- **Exercise description**
All lines with the word "inner" are to be found and copied from the listing.

Material shown below:

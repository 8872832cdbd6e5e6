//! Connectivity signal shared by the engine and the scheduler.

use std::sync::Arc;
use std::time::Duration;
use tokio::sync::watch;
use tokio::task::JoinHandle;
use tracing::{debug, info};

use stepsync_common::Error;

use crate::remote::RemoteService;

/// Cloneable handle on the current online/offline state.
///
/// The engine only reads it before each call; the scheduler subscribes to
/// it to flush when the device comes back online.
#[derive(Clone)]
pub struct Connectivity {
    tx: Arc<watch::Sender<bool>>,
}

impl Connectivity {
    /// Create a signal with an initial state.
    pub fn new(online: bool) -> Self {
        let (tx, _rx) = watch::channel(online);
        Self { tx: Arc::new(tx) }
    }

    /// Record the current state; subscribers only wake on actual changes.
    pub fn set_online(&self, online: bool) {
        let changed = self.tx.send_if_modified(|current| {
            if *current == online {
                false
            } else {
                *current = online;
                true
            }
        });
        if changed {
            info!(
                "Connectivity changed: {}",
                if online { "online" } else { "offline" }
            );
        }
    }

    /// Check the current state.
    pub fn is_online(&self) -> bool {
        *self.tx.borrow()
    }

    /// Subscribe to state changes.
    pub fn subscribe(&self) -> watch::Receiver<bool> {
        self.tx.subscribe()
    }
}

impl Default for Connectivity {
    fn default() -> Self {
        Self::new(true)
    }
}

/// Ask the status endpoint whether the server can be reached.
///
/// An error status still proves the server is reachable; only a failed or
/// timed-out call counts as offline.
pub async fn check_reachable(remote: &dyn RemoteService) -> bool {
    match remote.status().await {
        Ok(_) => true,
        Err(Error::Server { .. }) | Err(Error::Rejected { .. }) => true,
        Err(e) => {
            debug!("Status check failed: {}", e);
            false
        }
    }
}

/// Derive connectivity by polling the status endpoint.
///
/// For hosts without a platform signal.
pub fn spawn_probe(
    remote: Arc<dyn RemoteService>,
    connectivity: Connectivity,
    interval: Duration,
) -> JoinHandle<()> {
    tokio::spawn(async move {
        let mut ticker = tokio::time::interval(interval);
        loop {
            ticker.tick().await;
            connectivity.set_online(check_reachable(remote.as_ref()).await);
        }
    })
}
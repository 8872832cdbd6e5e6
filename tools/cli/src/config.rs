//! Client configuration: JSON file, then command-line overrides.

use anyhow::{Context, Result};
use serde::{Deserialize, Serialize};
use std::path::{Path, PathBuf};

use stepsync_sync::SyncConfig;

/// Server used when none is configured.
pub const DEFAULT_API_URL: &str = "https://passosemdoge.onrender.com";

/// Everything the CLI needs to build a client.
#[derive(Debug, Clone, PartialEq, Serialize, Deserialize)]
#[serde(default)]
pub struct ClientConfig {
    /// Base URL of the remote authority.
    pub api_url: String,
    /// Where state and outbox are persisted. `.db`/`.sqlite` selects SQLite.
    pub state_path: PathBuf,
    /// PIN accepted when the server cannot be reached.
    pub offline_pin: Option<String>,
    pub sync: SyncConfig,
}

impl Default for ClientConfig {
    fn default() -> Self {
        Self {
            api_url: DEFAULT_API_URL.to_string(),
            state_path: default_state_path(),
            offline_pin: None,
            sync: SyncConfig::default(),
        }
    }
}

impl ClientConfig {
    /// Load from a JSON file, or use defaults when no file is given.
    pub fn load(path: Option<&Path>) -> Result<Self> {
        let Some(path) = path else {
            return Ok(Self::default());
        };

        let text = std::fs::read_to_string(path)
            .with_context(|| format!("Failed to read config {}", path.display()))?;
        serde_json::from_str(&text)
            .with_context(|| format!("Invalid config {}", path.display()))
    }

    /// Apply command-line overrides on top of file values.
    pub fn with_overrides(mut self, api_url: Option<String>, state_path: Option<PathBuf>) -> Self {
        if let Some(api_url) = api_url {
            self.api_url = api_url;
        }
        if let Some(state_path) = state_path {
            self.state_path = state_path;
        }
        self
    }
}

fn default_state_path() -> PathBuf {
    dirs::data_dir()
        .unwrap_or_else(|| PathBuf::from("."))
        .join("stepsync")
        .join("state.json")
}
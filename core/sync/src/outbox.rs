//! Outbox queue of operations awaiting remote confirmation.

use std::vec;

use stepsync_common::OutboxItem;

/// Ordered queue of pending operations, oldest first.
///
/// The outbox itself is in-memory; durability comes from the engine, which
/// persists it together with the local state on every change.
#[derive(Debug, Clone, Default, PartialEq, Eq)]
pub struct Outbox {
    items: Vec<OutboxItem>,
}

/// One-shot pass over the items present when [`Outbox::drain`] was called.
///
/// Draining never removes anything: items leave the queue only through
/// [`Outbox::remove`] or [`Outbox::retain_all`], so an abandoned pass loses
/// nothing and a fresh `drain` starts again from the oldest item.
#[derive(Debug)]
pub struct Drain {
    inner: vec::IntoIter<OutboxItem>,
}

impl Iterator for Drain {
    type Item = OutboxItem;

    fn next(&mut self) -> Option<Self::Item> {
        self.inner.next()
    }

    fn size_hint(&self) -> (usize, Option<usize>) {
        self.inner.size_hint()
    }
}

impl ExactSizeIterator for Drain {}

impl Outbox {
    /// Create an empty outbox.
    pub fn new() -> Self {
        Self::default()
    }

    /// Rebuild an outbox from persisted items, keeping their order.
    pub fn from_items(items: Vec<OutboxItem>) -> Self {
        Self { items }
    }

    /// Append an item at the back of the queue.
    pub fn enqueue(&mut self, item: OutboxItem) {
        self.items.push(item);
    }

    /// Snapshot the current items for one pass.
    pub fn drain(&self) -> Drain {
        Drain {
            inner: self.items.clone().into_iter(),
        }
    }

    /// Remove a confirmed item by ID.
    pub fn remove(&mut self, id: &str) -> Option<OutboxItem> {
        let index = self.items.iter().position(|item| item.id() == id)?;
        Some(self.items.remove(index))
    }

    /// Keep only the items matching `keep`, preserving order.
    ///
    /// The retained sequence is built aside and swapped in whole, so nobody
    /// observes a half-filtered queue.
    pub fn retain_all<F>(&mut self, mut keep: F)
    where
        F: FnMut(&OutboxItem) -> bool,
    {
        let retained: Vec<OutboxItem> = self.items.iter().filter(|item| keep(item)).cloned().collect();
        self.items = retained;
    }

    /// Check whether an item with this ID is still queued.
    pub fn contains(&self, id: &str) -> bool {
        self.items.iter().any(|item| item.id() == id)
    }

    /// Iterate over queued items, oldest first.
    pub fn iter(&self) -> impl Iterator<Item = &OutboxItem> {
        self.items.iter()
    }

    /// Get count of queued items.
    pub fn len(&self) -> usize {
        self.items.len()
    }

    /// Check if the outbox is empty.
    pub fn is_empty(&self) -> bool {
        self.items.is_empty()
    }

    /// Copy the items out for persistence.
    pub fn to_vec(&self) -> Vec<OutboxItem> {
        self.items.clone()
    }
}

#[cfg(test)]
mod tests {
    use super::*;
    use stepsync_common::{Operation, StepsPayload, WalletPayload, WithdrawPayload};

    fn steps(delta: u64) -> OutboxItem {
        OutboxItem::new(Operation::CounterIncrement(StepsPayload {
            delta,
            counter_snapshot: delta,
            balance_snapshot: delta,
            wallet_snapshot: None,
        }))
    }

    fn withdraw(amount: u64) -> OutboxItem {
        OutboxItem::new(Operation::WithdrawalRequest(WithdrawPayload {
            destination: "addr".to_string(),
            amount,
            wallet_snapshot: None,
        }))
    }

    #[test]
    fn test_outbox_creation() {
        let outbox = Outbox::new();
        assert!(outbox.is_empty());
        assert_eq!(outbox.drain().count(), 0);
    }

    #[test]
    fn test_enqueue_keeps_fifo_order() {
        let mut outbox = Outbox::new();
        let a = steps(1);
        let b = withdraw(5);
        let c = OutboxItem::new(Operation::WalletAssignment(WalletPayload::default()));
        outbox.enqueue(a.clone());
        outbox.enqueue(b.clone());
        outbox.enqueue(c.clone());

        let ids: Vec<String> = outbox.drain().map(|i| i.id().to_string()).collect();
        assert_eq!(ids, vec![a.id(), b.id(), c.id()]);
    }

    #[test]
    fn test_drain_is_a_snapshot() {
        let mut outbox = Outbox::new();
        outbox.enqueue(steps(1));

        let drain = outbox.drain();
        outbox.enqueue(steps(2));

        assert_eq!(drain.len(), 1);
        assert_eq!(outbox.len(), 2);
    }

    #[test]
    fn test_abandoned_drain_restarts_from_start() {
        let mut outbox = Outbox::new();
        let first = steps(1);
        outbox.enqueue(first.clone());
        outbox.enqueue(steps(2));

        let mut drain = outbox.drain();
        assert_eq!(drain.next().unwrap().id(), first.id());
        drop(drain);

        let mut again = outbox.drain();
        assert_eq!(again.next().unwrap().id(), first.id());
        assert_eq!(outbox.len(), 2);
    }

    #[test]
    fn test_remove() {
        let mut outbox = Outbox::new();
        let a = steps(1);
        let b = steps(2);
        outbox.enqueue(a.clone());
        outbox.enqueue(b.clone());

        assert_eq!(outbox.remove(a.id()), Some(a.clone()));
        assert!(outbox.remove(a.id()).is_none());
        assert!(!outbox.contains(a.id()));
        assert!(outbox.contains(b.id()));
    }

    #[test]
    fn test_retain_all_preserves_order() {
        let mut outbox = Outbox::new();
        let items: Vec<OutboxItem> = (1..=5).map(steps).collect();
        for item in &items {
            outbox.enqueue(item.clone());
        }

        let drop_ids = [items[1].id().to_string(), items[3].id().to_string()];
        outbox.retain_all(|item| !drop_ids.iter().any(|id| id == item.id()));

        let remaining: Vec<&str> = outbox.iter().map(|i| i.id()).collect();
        assert_eq!(remaining, vec![items[0].id(), items[2].id(), items[4].id()]);
    }

    #[test]
    fn test_from_items_round_trip() {
        let items = vec![steps(1), withdraw(3)];
        let outbox = Outbox::from_items(items.clone());
        assert_eq!(outbox.to_vec(), items);
    }
}
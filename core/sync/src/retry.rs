//! Failure classification for remote calls.
//!
//! Retrying happens by leaving an item in the outbox for the next flush, so
//! there is no in-place backoff loop here: a call either confirms, goes back
//! to the queue, or is dropped as permanently invalid.

use std::future::Future;
use std::time::Duration;
use tokio::time::timeout;

use stepsync_common::{Error, Result};

/// What to do with an operation whose remote call failed.
#[derive(Debug, Clone, Copy, PartialEq, Eq)]
pub enum Disposition {
    /// Keep it queued and try again on a later flush.
    Requeue,
    /// The server refused it for good; drop it and report to the caller.
    Drop,
}

/// Classify a remote-call error.
///
/// Only explicit rejections are terminal. Transport failures, timeouts,
/// transient statuses and anything unexpected stay in the queue.
pub fn classify(err: &Error) -> Disposition {
    match err {
        Error::Rejected { .. } => Disposition::Drop,
        _ => Disposition::Requeue,
    }
}

/// Run a remote call with a deadline; expiry becomes `Error::Timeout`.
pub async fn with_timeout<F, T>(limit: Duration, call: F) -> Result<T>
where
    F: Future<Output = Result<T>>,
{
    match timeout(limit, call).await {
        Ok(result) => result,
        Err(_) => Err(Error::Timeout(limit)),
    }
}

#[cfg(test)]
mod tests {
    use super::*;

    #[test]
    fn test_rejections_are_dropped() {
        let err = Error::Rejected {
            status: 400,
            message: "malformed withdrawal".to_string(),
        };
        assert_eq!(classify(&err), Disposition::Drop);
    }

    #[test]
    fn test_transient_failures_requeue() {
        let transient = [
            Error::Network("connection reset".to_string()),
            Error::Timeout(Duration::from_secs(5)),
            Error::Server {
                status: 503,
                body: String::new(),
            },
            Error::Serialization("truncated".to_string()),
        ];
        for err in &transient {
            assert_eq!(classify(err), Disposition::Requeue, "{}", err);
        }
    }

    #[tokio::test]
    async fn test_with_timeout_passes_through() {
        let result = with_timeout(Duration::from_secs(1), async { Ok(42) }).await;
        assert_eq!(result.unwrap(), 42);
    }

    #[tokio::test]
    async fn test_with_timeout_expires() {
        let result: Result<()> = with_timeout(Duration::from_millis(10), async {
            tokio::time::sleep(Duration::from_secs(5)).await;
            Ok(())
        })
        .await;
        assert!(matches!(result, Err(Error::Timeout(_))));
    }
}
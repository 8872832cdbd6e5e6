//! Scripted remote service for unit tests.

use async_trait::async_trait;
use std::collections::VecDeque;
use std::sync::Mutex;
use std::time::Duration;

use stepsync_common::{Operation, Result, StepsPayload, WalletPayload, WithdrawPayload};

use crate::remote::{
    ConversionPreview, RemoteService, StatusResponse, StepsResponse, WalletResponse,
    WithdrawResponse,
};

/// Remote whose answers are queued up front.
///
/// Each endpoint pops its next scripted result; an empty script answers with
/// an empty success. Every mutation call is recorded in order.
#[derive(Default)]
pub(crate) struct FakeRemote {
    steps: Mutex<VecDeque<Result<StepsResponse>>>,
    withdraw: Mutex<VecDeque<Result<WithdrawResponse>>>,
    wallet: Mutex<VecDeque<Result<WalletResponse>>>,
    auth: Mutex<VecDeque<Result<bool>>>,
    status: Mutex<VecDeque<Result<StatusResponse>>>,
    calls: Mutex<Vec<Operation>>,
    status_calls: Mutex<usize>,
    delay: Option<Duration>,
}

impl FakeRemote {
    pub fn new() -> Self {
        Self::default()
    }

    /// Make every call sleep first, so tests can overlap work with it.
    pub fn with_delay(delay: Duration) -> Self {
        Self {
            delay: Some(delay),
            ..Self::default()
        }
    }

    pub fn push_steps(&self, result: Result<StepsResponse>) {
        self.steps.lock().unwrap().push_back(result);
    }

    pub fn push_withdraw(&self, result: Result<WithdrawResponse>) {
        self.withdraw.lock().unwrap().push_back(result);
    }

    pub fn push_wallet(&self, result: Result<WalletResponse>) {
        self.wallet.lock().unwrap().push_back(result);
    }

    pub fn push_auth(&self, result: Result<bool>) {
        self.auth.lock().unwrap().push_back(result);
    }

    pub fn push_status(&self, result: Result<StatusResponse>) {
        self.status.lock().unwrap().push_back(result);
    }

    /// Mutation calls received so far, in order.
    pub fn calls(&self) -> Vec<Operation> {
        self.calls.lock().unwrap().clone()
    }

    pub fn call_count(&self) -> usize {
        self.calls.lock().unwrap().len()
    }

    pub fn status_calls(&self) -> usize {
        *self.status_calls.lock().unwrap()
    }

    async fn pause(&self) {
        if let Some(delay) = self.delay {
            tokio::time::sleep(delay).await;
        }
    }

    fn next<T: Default>(script: &Mutex<VecDeque<Result<T>>>) -> Result<T> {
        script
            .lock()
            .unwrap()
            .pop_front()
            .unwrap_or_else(|| Ok(T::default()))
    }
}

#[async_trait]
impl RemoteService for FakeRemote {
    fn name(&self) -> &str {
        "fake"
    }

    async fn post_steps(&self, payload: &StepsPayload, _ts: i64) -> Result<StepsResponse> {
        self.calls
            .lock()
            .unwrap()
            .push(Operation::CounterIncrement(payload.clone()));
        self.pause().await;
        Self::next(&self.steps)
    }

    async fn post_withdraw(&self, payload: &WithdrawPayload, _ts: i64) -> Result<WithdrawResponse> {
        self.calls
            .lock()
            .unwrap()
            .push(Operation::WithdrawalRequest(payload.clone()));
        self.pause().await;
        Self::next(&self.withdraw)
    }

    async fn post_wallet(&self, payload: &WalletPayload, _ts: i64) -> Result<WalletResponse> {
        self.calls
            .lock()
            .unwrap()
            .push(Operation::WalletAssignment(payload.clone()));
        self.pause().await;
        Self::next(&self.wallet)
    }

    async fn authenticate(&self, _pin: &str) -> Result<bool> {
        self.pause().await;
        self.auth.lock().unwrap().pop_front().unwrap_or(Ok(true))
    }

    async fn status(&self) -> Result<StatusResponse> {
        *self.status_calls.lock().unwrap() += 1;
        self.pause().await;
        Self::next(&self.status)
    }

    async fn convert(&self, _steps: u64) -> Result<Option<ConversionPreview>> {
        Ok(None)
    }
}
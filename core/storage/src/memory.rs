//! In-memory state store for testing.

use async_trait::async_trait;
use std::sync::atomic::{AtomicBool, AtomicUsize, Ordering};
use std::sync::{Arc, RwLock};

use crate::store::{Snapshot, StateStore};
use stepsync_common::{Error, Result};

/// In-memory state store.
///
/// Useful for testing and development. Clones share the same storage, so a
/// test can keep one handle to inspect what an engine persisted.
#[derive(Clone, Default)]
pub struct MemoryStore {
    snapshot: Arc<RwLock<Option<Snapshot>>>,
    saves: Arc<AtomicUsize>,
    fail_saves: Arc<AtomicBool>,
}

impl MemoryStore {
    /// Create a new empty memory store.
    pub fn new() -> Self {
        Self::default()
    }

    /// Create a memory store that already holds a snapshot.
    pub fn with_snapshot(snapshot: Snapshot) -> Self {
        let store = Self::new();
        if let Ok(mut slot) = store.snapshot.write() {
            *slot = Some(snapshot);
        }
        store
    }

    /// Number of successful saves so far.
    pub fn save_count(&self) -> usize {
        self.saves.load(Ordering::SeqCst)
    }

    /// Make subsequent saves fail (or succeed again).
    pub fn set_fail_saves(&self, fail: bool) {
        self.fail_saves.store(fail, Ordering::SeqCst);
    }

    /// The last saved snapshot, if any.
    pub fn persisted(&self) -> Option<Snapshot> {
        self.snapshot.read().ok().and_then(|slot| slot.clone())
    }
}

#[async_trait]
impl StateStore for MemoryStore {
    fn name(&self) -> &str {
        "memory"
    }

    async fn load(&self) -> Result<Snapshot> {
        let slot = self
            .snapshot
            .read()
            .map_err(|_| Error::Storage("Memory store lock poisoned".to_string()))?;
        Ok(slot.clone().unwrap_or_default())
    }

    async fn save(&self, snapshot: &Snapshot) -> Result<()> {
        if self.fail_saves.load(Ordering::SeqCst) {
            return Err(Error::Storage("Memory store configured to fail".to_string()));
        }
        let mut slot = self
            .snapshot
            .write()
            .map_err(|_| Error::Storage("Memory store lock poisoned".to_string()))?;
        *slot = Some(snapshot.clone());
        self.saves.fetch_add(1, Ordering::SeqCst);
        Ok(())
    }
}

End of Material shown.

- **Completed exercise**
    inner: vec::IntoIter<OutboxItem>,
        self.inner.next()
        self.inner.size_hint()
            inner: self.items.clone().into_iter(),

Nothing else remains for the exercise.